Credit Suisse and Tuna Bonds: Part 1 – Introduction

Last week, Credit Suisse Group AG settled a massive fraud action involving a non-existent Mozambiquan tuna boat fleet. While Texans have long had a fond place in their hearts for our convicted con man Billy Sol Estes, who defrauded the US federal government out of millions with his tales of nonexistent fertilizer tanks, faked mortgages and bogus cotton-acreage allotments; Billy Sol Estes was a piker compared to the bankers at Credit Suisse, the bank itself and the thoroughly corrupt politician running the country of Mozambique in creating and selling a loan package eventually totaling some $850 million for tuna boats that never existed. Over the next few blogs, I will be looking at the Credit Suisse enforcement action which involved the Department of Justice (DOJ), Securities and Exchange Commission (SEC) and UK Financial Conduct Authority (FCA).
US Attorney Breon Peace for the Eastern District of New York, noted, in the DOJ Press Release, “Over the course of several years, Credit Suisse, through its subsidiary in the United Kingdom, engaged in a global criminal conspiracy to defraud investors, including investors in the United States, by failing to disclose material information to investors, including millions of dollars in kickbacks to its bankers and a high risk of corruption, in connection with an $850 million fraudulent loan to a Mozambique state-owned entity.” According to Anita B. Bandy, Associate Director of the SEC’s Division of Enforcement, speaking in the SEC Press Release, “Credit Suisse provided investors with incomplete and misleading disclosures despite being uniquely positioned to understand the full extent of Mozambique’s mounting debt and serious risk of default based on its prior lending arrangements. Fraud was also a consequence of the bank’s significant lapses in internal accounting controls and repeated failure to respond to corruption risks.”

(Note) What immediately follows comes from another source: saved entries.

//! Tests for the HTTP transport module

use super::*;
use crate::connector::{RawResponse, RequestSpec};
use crate::error::{Error, FailureKind};
use crate::types::Method;
use serde_json::json;
use std::time::Duration;
use wiremock::matchers::{body_string_contains, header, method, path, query_param};
use wiremock::{Mock, MockServer, ResponseTemplate};

fn transport() -> HttpTransport {
    HttpTransport::with_config(HttpTransportConfig::default().with_rate_limit(None)).unwrap()
}

// ============================================================================
// Classification
// ============================================================================

#[test]
fn test_classify_success() {
    assert!(classify_status(&RawResponse::new(200, "{}")).is_ok());
    assert!(classify_status(&RawResponse::new(204, "")).is_ok());
}

#[test]
fn test_classify_retryable() {
    for status in [429, 500, 502, 503, 504] {
        let err = classify_status(&RawResponse::new(status, "")).unwrap_err();
        assert_eq!(err.kind(), FailureKind::Retryable, "status {status}");
    }
}

#[test]
fn test_classify_non_retryable() {
    for status in [400, 401, 403, 404] {
        let err = classify_status(&RawResponse::new(status, "denied")).unwrap_err();
        assert_eq!(err.kind(), FailureKind::NonRetryable, "status {status}");
    }
}

#[test]
fn test_classify_truncates_long_body() {
    let body = "é".repeat(300);
    let err = classify_status(&RawResponse::new(403, body)).unwrap_err();
    assert!(err.to_string().len() < 300);
}

#[test]
fn test_transport_config_default() {
    let config = HttpTransportConfig::default();
    assert_eq!(config.timeout, Duration::from_secs(30));
    assert!(config.rate_limit.is_some());
    assert!(config.user_agent.starts_with("auditpull/"));
}

// ============================================================================
// HttpTransport
// ============================================================================

#[tokio::test]
async fn test_send_form_post_with_headers() {
    let mock_server = MockServer::start().await;

    Mock::given(method("POST"))
        .and(path("/api/team.accessLogs"))
        .and(header("Authorization", "Bearer xoxp-1234"))
        .and(body_string_contains("before=1422922864"))
        .and(body_string_contains("page=2"))
        .respond_with(ResponseTemplate::new(200).set_body_json(json!({"ok": true})))
        .expect(1)
        .mount(&mock_server)
        .await;

    let request = RequestSpec::new(
        Method::POST,
        format!("{}/api/team.accessLogs", mock_server.uri()),
    )
    .header("Authorization", "Bearer xoxp-1234")
    .form("before", "1422922864")
    .form("page", "2");

    let response = transport().send(&request).await.unwrap();
    assert_eq!(response.status, 200);
    assert_eq!(response.json().unwrap()["ok"], true);
}

#[tokio::test]
async fn test_send_get_with_query() {
    let mock_server = MockServer::start().await;

    Mock::given(method("GET"))
        .and(path("/logs"))
        .and(query_param("since", "2015-02-03T00:21:04Z"))
        .respond_with(ResponseTemplate::new(200).set_body_string("[]"))
        .mount(&mock_server)
        .await;

    let request = RequestSpec::new(Method::GET, format!("{}/logs", mock_server.uri()))
        .query("since", "2015-02-03T00:21:04Z");

    let response = transport().send(&request).await.unwrap();
    assert_eq!(response.body, "[]");
}

#[tokio::test]
async fn test_send_returns_error_status_as_response() {
    let mock_server = MockServer::start().await;

    Mock::given(method("GET"))
        .respond_with(ResponseTemplate::new(503).set_body_string("unavailable"))
        .mount(&mock_server)
        .await;

    let request = RequestSpec::new(Method::GET, mock_server.uri());
    let response = transport().send(&request).await.unwrap();
    assert_eq!(response.status, 503);
    assert_eq!(
        classify_status(&response).unwrap_err().kind(),
        FailureKind::Retryable
    );
}

#[tokio::test]
async fn test_send_timeout_is_retryable() {
    let mock_server = MockServer::start().await;

    Mock::given(method("GET"))
        .respond_with(ResponseTemplate::new(200).set_delay(Duration::from_secs(2)))
        .mount(&mock_server)
        .await;

    let transport = HttpTransport::with_config(
        HttpTransportConfig::default()
            .with_rate_limit(None)
            .with_timeout(Duration::from_millis(100)),
    )
    .unwrap();

    let request = RequestSpec::new(Method::GET, mock_server.uri());
    let err = transport.send(&request).await.unwrap_err();
    assert!(matches!(err, Error::Timeout { .. }));
    assert!(err.is_retryable());
}

#[tokio::test]
async fn test_send_connection_dropped_is_retryable() {
    use tokio::io::AsyncReadExt;

    let listener = tokio::net::TcpListener::bind("127.0.0.1:0").await.unwrap();
    let addr = listener.local_addr().unwrap();
    let server = tokio::spawn(async move {
        let (mut socket, _) = listener.accept().await.unwrap();
        let mut buf = [0u8; 1024];
        let _ = socket.read(&mut buf).await;
        // Hang up without answering
        drop(socket);
    });

    let request = RequestSpec::new(Method::POST, format!("http://{addr}/team.accessLogs"))
        .form("page", "1");
    let err = transport().send(&request).await.unwrap_err();
    server.await.unwrap();

    assert_eq!(err.kind(), FailureKind::Retryable);
    assert!(err.is_retryable());
}

#[tokio::test]
async fn test_send_invalid_url() {
    let request = RequestSpec::new(Method::GET, "not a url");
    let err = transport().send(&request).await.unwrap_err();
    assert!(matches!(err, Error::InvalidUrl(_)));
}

#[tokio::test]
async fn test_rate_limited_transport_still_sends() {
    let mock_server = MockServer::start().await;

    Mock::given(method("GET"))
        .respond_with(ResponseTemplate::new(200))
        .expect(3)
        .mount(&mock_server)
        .await;

    let transport = HttpTransport::with_config(
        HttpTransportConfig::default().with_rate_limit(Some(RateLimiterConfig::new(100, 10))),
    )
    .unwrap();
    assert!(transport.has_rate_limiter());

    let request = RequestSpec::new(Method::GET, mock_server.uri());
    for _ in 0..3 {
        transport.send(&request).await.unwrap();
    }
}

This enforcement action scorched the tattered reputation of the Swiss banking giant. Three Credit Suisse employees had previously pled guilty to receiving kickbacks as a part of the fraud. The FCA noted in its Press Release, “The contractor secretly paid significant kickbacks, estimated at over US$50 million, to members of Credit Suisse’s deal team, including two Managing Directors, in order to secure the loans at more favourable terms. While those Credit Suisse employees took steps to deliberately conceal the kickbacks, warning signs of potential corruption should have been clear to Credit Suisse’s control functions and senior committees. Time and again there was insufficient challenge within Credit Suisse, or scrutiny and inquiry in the face of important risk factors and warnings. The Republic of Mozambique has subsequently claimed that the minimum total of bribes paid in respect of the two loans is around US$137 million.”

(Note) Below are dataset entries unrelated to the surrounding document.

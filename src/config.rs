// src/config.rs
//! Tree construction settings

use std::env;

use serde::{Deserialize, Serialize};

use crate::error::{PayoutTreeError, PayoutTreeResult};
use crate::merkle::HashFunction;

/// Environment variable selecting the hash function
pub const HASH_FN_ENV: &str = "PAYOUT_TREE_HASH_FN";

/// Environment variable setting the parallel pairing threshold
pub const PARALLEL_THRESHOLD_ENV: &str = "PAYOUT_TREE_PARALLEL_THRESHOLD";

/// Default level width from which hashing runs on the rayon pool
pub const DEFAULT_PARALLEL_THRESHOLD: usize = 1024;

/// Payout tree configuration
#[derive(Debug, Clone, Copy, PartialEq, Eq, Serialize, Deserialize)]
#[serde(default)]
pub struct TreeConfig {
    /// Hash function used for every node of the tree
    pub hash_fn: HashFunction,

    /// Levels at least this wide are hashed in parallel
    pub parallel_threshold: usize,
}

impl Default for TreeConfig {
    fn default() -> Self {
        Self {
            hash_fn: HashFunction::Keccak256,
            parallel_threshold: DEFAULT_PARALLEL_THRESHOLD,
        }
    }
}

impl TreeConfig {
    /// Config with the given hash function and default threshold
    pub fn with_hash_fn(hash_fn: HashFunction) -> Self {
        Self {
            hash_fn,
            ..Self::default()
        }
    }

    /// Read overrides from the environment, keeping defaults for unset variables
    pub fn from_env() -> PayoutTreeResult<Self> {
        Self::from_lookup(|key| env::var(key).ok())
    }

    fn from_lookup<F>(lookup: F) -> PayoutTreeResult<Self>
    where
        F: Fn(&str) -> Option<String>,
    {
        let mut config = Self::default();

        if let Some(value) = lookup(HASH_FN_ENV) {
            config.hash_fn = value
                .parse()
                .map_err(|e| PayoutTreeError::Config(format!("{}: {}", HASH_FN_ENV, e)))?;
        }

        if let Some(value) = lookup(PARALLEL_THRESHOLD_ENV) {
            config.parallel_threshold = value.trim().parse().map_err(|e| {
                PayoutTreeError::Config(format!("{}={}: {}", PARALLEL_THRESHOLD_ENV, value, e))
            })?;
        }

        Ok(config)
    }
}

The overall settlement was for a total of $475 million paid to the DOJ, SEC and FCA and an additional forgiveness of $200 million in debt held by Credit Suisse against the country of Mozambique, which the FCA took into account in determining its financial penalty. The Bank also agreed to a methodology to calculate proximate fraud loss for victims of its criminal conduct; the amount of restitution payable to victims will be determined at a future proceeding. The DOJ Press Release also noted that “Switzerland’s Financial Market Supervisory Authority (FINMA) also engaged in an enforcement action, which includes the appointment of an independent third-party to review the implementation and effectiveness of compliance measures for business conducted in financially weak and high-risk countries, subject to FINMA’s administrative process.” This means the bank will be up for a very high-profile monitorship.
Relatedly, the SEC Order stated the monies paid to the SEC under its profit disgorgement penalty “will be distributed to harmed investors, if feasible through a Fair Fund. The Commission will hold funds paid pursuant to paragraph IV.B [in the Order] in an account at the United States Treasury pending a decision whether the Commission in its discretion will seek to distribute funds. If a distribution is determined feasible and the Commission makes a distribution, upon approval of the distribution final accounting by the Commission, any amounts remaining that are infeasible to return to investors.”

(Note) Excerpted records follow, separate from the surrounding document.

// src/merkle/hash.rs
//! Hash values and hashing strategies for the payout Merkle tree
//!
//! Every tree is built with exactly one `HashFunction`, which is applied
//! to leaf encodings and to concatenated child hashes alike.

use std::fmt;
use std::str::FromStr;

use borsh::{BorshDeserialize, BorshSerialize};
use serde::{Deserialize, Deserializer, Serialize, Serializer};
use sha2::Sha256 as Sha256Digest;
use sha3::{Digest, Keccak256 as Keccak256Digest};

use crate::error::{PayoutTreeError, PayoutTreeResult};

/// Value of the padding sentinel. Reserved, never produced by hashing.
pub const NIL_HASH: [u8; 32] = [0u8; 32];

/// Hash of a Merkle tree node
#[derive(Clone, PartialEq, Eq, Hash, PartialOrd, Ord, BorshSerialize, BorshDeserialize)]
pub struct MerkleHash(Vec<u8>);

impl MerkleHash {
    /// Wrap raw hash bytes
    pub fn new(bytes: Vec<u8>) -> Self {
        Self(bytes)
    }

    /// The padding sentinel hash
    pub fn nil() -> Self {
        Self(NIL_HASH.to_vec())
    }

    /// Raw bytes of the hash
    pub fn as_bytes(&self) -> &[u8] {
        &self.0
    }

    /// `self ++ other`, the input to an internal node hash
    pub fn concat(&self, other: &MerkleHash) -> Vec<u8> {
        let mut input = Vec::with_capacity(self.0.len() + other.0.len());
        input.extend_from_slice(&self.0);
        input.extend_from_slice(&other.0);
        input
    }

    /// `0x`-prefixed lowercase hex form
    pub fn to_hex(&self) -> String {
        format!("0x{}", hex::encode(&self.0))
    }

    /// Parse a hex hash, with or without the `0x` / `0X` prefix
    pub fn from_hex(value: &str) -> PayoutTreeResult<Self> {
        let digits = value
            .strip_prefix("0x")
            .or_else(|| value.strip_prefix("0X"))
            .unwrap_or(value);
        hex::decode(digits)
            .map(Self)
            .map_err(|e| PayoutTreeError::InvalidHash(format!("{}: {}", value, e)))
    }
}

impl From<Vec<u8>> for MerkleHash {
    fn from(bytes: Vec<u8>) -> Self {
        Self(bytes)
    }
}

impl fmt::Display for MerkleHash {
    fn fmt(&self, f: &mut fmt::Formatter<'_>) -> fmt::Result {
        f.write_str(&self.to_hex())
    }
}

impl fmt::Debug for MerkleHash {
    fn fmt(&self, f: &mut fmt::Formatter<'_>) -> fmt::Result {
        write!(f, "MerkleHash({})", self.to_hex())
    }
}

impl Serialize for MerkleHash {
    fn serialize<S: Serializer>(&self, serializer: S) -> Result<S::Ok, S::Error> {
        serializer.serialize_str(&self.to_hex())
    }
}

impl<'de> Deserialize<'de> for MerkleHash {
    fn deserialize<D: Deserializer<'de>>(deserializer: D) -> Result<Self, D::Error> {
        let value = <String as Deserialize>::deserialize(deserializer)?;
        MerkleHash::from_hex(&value).map_err(serde::de::Error::custom)
    }
}

/// A hashing strategy usable for Merkle tree nodes
pub trait MerkleHasher {
    /// Hash arbitrary-length input
    fn hash(&self, input: &[u8]) -> MerkleHash;
}

/// Returns its input unchanged. Makes tree structure visible in tests.
#[derive(Debug, Clone, Copy, Default)]
pub struct Identity;

impl MerkleHasher for Identity {
    fn hash(&self, input: &[u8]) -> MerkleHash {
        MerkleHash(input.to_vec())
    }
}

/// Keccak-256, as computed by EVM `keccak256`
#[derive(Debug, Clone, Copy, Default)]
pub struct Keccak256;

impl MerkleHasher for Keccak256 {
    fn hash(&self, input: &[u8]) -> MerkleHash {
        MerkleHash(Keccak256Digest::digest(input).to_vec())
    }
}

/// SHA-256
#[derive(Debug, Clone, Copy, Default)]
pub struct Sha256;

impl MerkleHasher for Sha256 {
    fn hash(&self, input: &[u8]) -> MerkleHash {
        MerkleHash(Sha256Digest::digest(input).to_vec())
    }
}

/// Selects the hashing strategy of a tree.
///
/// The name is stored alongside serialized trees so that verifiers know
/// which strategy to apply. Verifying with a different strategy than the
/// tree was built with does not raise an error; the recomputed root simply
/// will not match.
#[derive(Debug, Clone, Copy, PartialEq, Eq, Hash, Default, Serialize, Deserialize)]
pub enum HashFunction {
    #[serde(rename = "IDENTITY")]
    Identity,
    #[default]
    #[serde(rename = "KECCAK_256")]
    Keccak256,
    #[serde(rename = "SHA_256")]
    Sha256,
}

impl HashFunction {
    /// Canonical name, as written in serialized trees
    pub fn name(&self) -> &'static str {
        match self {
            HashFunction::Identity => "IDENTITY",
            HashFunction::Keccak256 => "KECCAK_256",
            HashFunction::Sha256 => "SHA_256",
        }
    }

    /// Hash the concatenation of two child hashes
    pub fn hash_pair(&self, left: &MerkleHash, right: &MerkleHash) -> MerkleHash {
        self.hash(&left.concat(right))
    }
}

impl MerkleHasher for HashFunction {
    fn hash(&self, input: &[u8]) -> MerkleHash {
        match self {
            HashFunction::Identity => Identity.hash(input),
            HashFunction::Keccak256 => Keccak256.hash(input),
            HashFunction::Sha256 => Sha256.hash(input),
        }
    }
}

impl fmt::Display for HashFunction {
    fn fmt(&self, f: &mut fmt::Formatter<'_>) -> fmt::Result {
        f.write_str(self.name())
    }
}

impl FromStr for HashFunction {
    type Err = PayoutTreeError;

    fn from_str(s: &str) -> Result<Self, Self::Err> {
        let normalized = s.trim().to_ascii_uppercase().replace('-', "_");
        match normalized.as_str() {
            "IDENTITY" => Ok(HashFunction::Identity),
            "KECCAK_256" | "KECCAK256" => Ok(HashFunction::Keccak256),
            "SHA_256" | "SHA256" => Ok(HashFunction::Sha256),
            _ => Err(PayoutTreeError::UnknownHashFunction(s.to_string())),
        }
    }
}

Credit Suisse also agreed to resolve its case with the FCA, qualifying it for a 30% discount in the overall penalty. Without the debt relief and this discount, the FCA would have imposed a significantly larger financial penalty.” However, the conduct of Credit Suisse with the US enforcement agencies was certainly suboptimal. The DOJ noted that the bank failed to voluntarily disclose the conduct to the department, the overall the nature and seriousness of the offense, which included the involvement of bankers up to the Managing Director level. Moreover, “Credit Suisse received only partial credit for its cooperation with the department’s investigation because it significantly delayed producing relevant evidence. Accordingly, the total penalty reflects a 15% reduction off the bottom of the applicable U.S. Sentencing Guidelines range.”
There is a lot to unpack in this matter and I will be doing so in the next several blogs. Moreover, there is much for the compliance practitioner to digest from the case. From some of the basics like due diligence, to internal controls, the lines of defense and an overall risk management protocol, this case has quite a bit to offer. All I can say is that if Billy Sol Estes were around, he sure would be looking at Credit Suisse and its toxic culture as a way to defraud an entire new set of investors out of a pile of money.
Join us tomorrow as we look at due diligence in international deal making.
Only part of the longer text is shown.